Ron Hartling Kingston

Long game

Re “If we’re not going to use carbon taxes to reduce our emissions, it may be better to do nothing” (Opinion, Nov. 11): Columnist Andrew Coyne makes mincemeat of the Liberals’ efforts to combat climate change.

Only intransigently arrogant politicians would pass legislation with a 30-year horizon, when they know it has no support from the Official Opposition. The Liberals passed climate laws while knowing with reasonable certainty that the Conservatives would reverse them.

There is nothing wrong with legislation that looks out a generation or two, so long as it has broad support. That is the practical essence of governing for all Canadians.

But the Liberals still have plenty to do.
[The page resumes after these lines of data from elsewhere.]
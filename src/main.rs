use clap::Parser;
use log::{error, Level};
use simple_logger::init_with_level;

use nanoamp::{
    cli::{Args, SubArgs},
    conda::CondaCli,
    config::Config,
    core,
};

fn main() {
    let start = std::time::Instant::now();
    init_with_level(Level::Info).unwrap();

    let args: Args = Args::parse();
    let manager = CondaCli;

    let result = match args.command {
        SubArgs::Run { args } => {
            Config::read(args.config).and_then(|config| core::run(config, &manager))
        }
        SubArgs::Envs => core::show_envs(&manager),
        SubArgs::Models { args } => core::show_models(&manager, &args),
    };

    if let Err(e) = result {
        error!("{}", e);
        std::process::exit(1);
    }

    let elapsed = start.elapsed();
    log::info!("Elapsed time: {:.3?}", elapsed);
}
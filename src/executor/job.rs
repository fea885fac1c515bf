/// Struct to represent a shell command to be executed
/// inside a read folder
///
/// # Example
///
/// ``` rust
/// use nanoamp::executor::job::Job;
///
/// let job = Job::new()
///     .task("filtlong")
///     .arg("--min_length")
///     .arg("1000");
///
/// assert_eq!(job.cmd(), "filtlong --min_length 1000");
/// ```
#[derive(Debug, Clone, PartialEq, Eq)]
pub struct Job {
    cmd: String,
}

impl Job {
    pub fn new() -> Self {
        Self { cmd: String::new() }
    }

    /// Start the job with a binary name.
    pub fn task(mut self, binary: &str) -> Self {
        self.cmd.push_str(binary);
        self
    }

    /// Add an argument to the job.
    pub fn arg(mut self, arg: impl AsRef<str>) -> Self {
        self.cmd.push(' ');
        self.cmd.push_str(arg.as_ref());
        self
    }

    /// Add multiple arguments to the job.
    pub fn args<I, S>(mut self, args: I) -> Self
    where
        I: IntoIterator<Item = S>,
        S: AsRef<str>,
    {
        for arg in args {
            self.cmd.push(' ');
            self.cmd.push_str(arg.as_ref());
        }
        self
    }

    /// Chain another job after this one; the second command only runs if
    /// the first succeeded.
    pub fn then(mut self, next: Job) -> Self {
        self.cmd.push_str(" && ");
        self.cmd.push_str(&next.cmd);
        self
    }

    /// Redirect this job's stdout to a file.
    pub fn stdout(mut self, file: &str) -> Self {
        self.cmd.push_str(" > ");
        self.cmd.push_str(file);
        self
    }

    pub fn cmd(&self) -> &str {
        &self.cmd
    }
}

impl Default for Job {
    fn default() -> Self {
        Self::new()
    }
}
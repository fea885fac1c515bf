//! Pre-run read-depth estimation per folder.

use flate2::read::GzDecoder;

use std::fs::{self, File};
use std::io::{BufRead, BufReader};
use std::path::Path;

use crate::consts::*;
use crate::error::Error;

/// Read depth of one folder against the expected genome size.
#[derive(Debug, Clone, Copy, PartialEq)]
pub struct CoverageEstimate {
    pub reads: u64,
    pub bases: u64,
    pub depth: f64,
}

/// Estimate read depth from the folder's fastq files.
///
/// Sums sequence-line lengths across every `.fastq`/`.fastq.gz` directly in
/// the folder and divides by the expected genome size in megabases. Fed to
/// the run loop as a pre-run advisory only; it never gates execution.
pub fn estimate(folder: &Path, genome_size_mb: f64) -> Result<CoverageEstimate, Error> {
    let mut reads = 0u64;
    let mut bases = 0u64;

    for entry in fs::read_dir(folder)? {
        let entry = entry?;
        if !entry.file_type()?.is_file() {
            continue;
        }

        let name = entry.file_name().to_string_lossy().into_owned();
        let file = File::open(entry.path())?;

        let (file_reads, file_bases) = if name.ends_with(FASTQ_GZ) {
            count_reads(BufReader::new(GzDecoder::new(file)))?
        } else if name.ends_with(FASTQ) {
            count_reads(BufReader::new(file))?
        } else {
            continue;
        };

        reads += file_reads;
        bases += file_bases;
    }

    Ok(CoverageEstimate {
        reads,
        bases,
        depth: bases as f64 / (genome_size_mb * 1_000_000.0),
    })
}

/// Count records and sequence bases in a fastq stream; the sequence is the
/// second line of every four-line record.
fn count_reads<R: BufRead>(reader: R) -> Result<(u64, u64), Error> {
    let mut reads = 0u64;
    let mut bases = 0u64;

    for (idx, line) in reader.lines().enumerate() {
        if idx % 4 == 1 {
            reads += 1;
            bases += line?.trim_end().len() as u64;
        }
    }

    Ok((reads, bases))
}
pub mod cli;
pub mod conda;
pub mod config;
pub mod consts;
pub mod core;
pub mod error;
pub mod executor;
pub mod models;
Problems with health care, the RCMP, the Canadian Armed Forces and the airline-complaint system all go relatively unattended while the Liberals beaver away concocting laws that future governments would reverse at the earliest opportunity.

Justin Trudeau and company must think they will govern forever.

Patrick Cowan Toronto

Lessons learned

Re “Why do people hate Israel?” (Opinion, Nov. 11): There is one key factor I hear in discourses on this subject, discourses I have sadly been hearing for years.

It is not that people lack Holocaust education. And it is not that new generations feel removed from the Holocaust. I believe it is that the lessons of the Holocaust are considered irrelevant because of antisemitism.

It is with utter despair I ask that the deeper roots of antisemitism be properly taught in schools across Canada. Only then would we have the armour to protect ourselves from this ancient form of hate.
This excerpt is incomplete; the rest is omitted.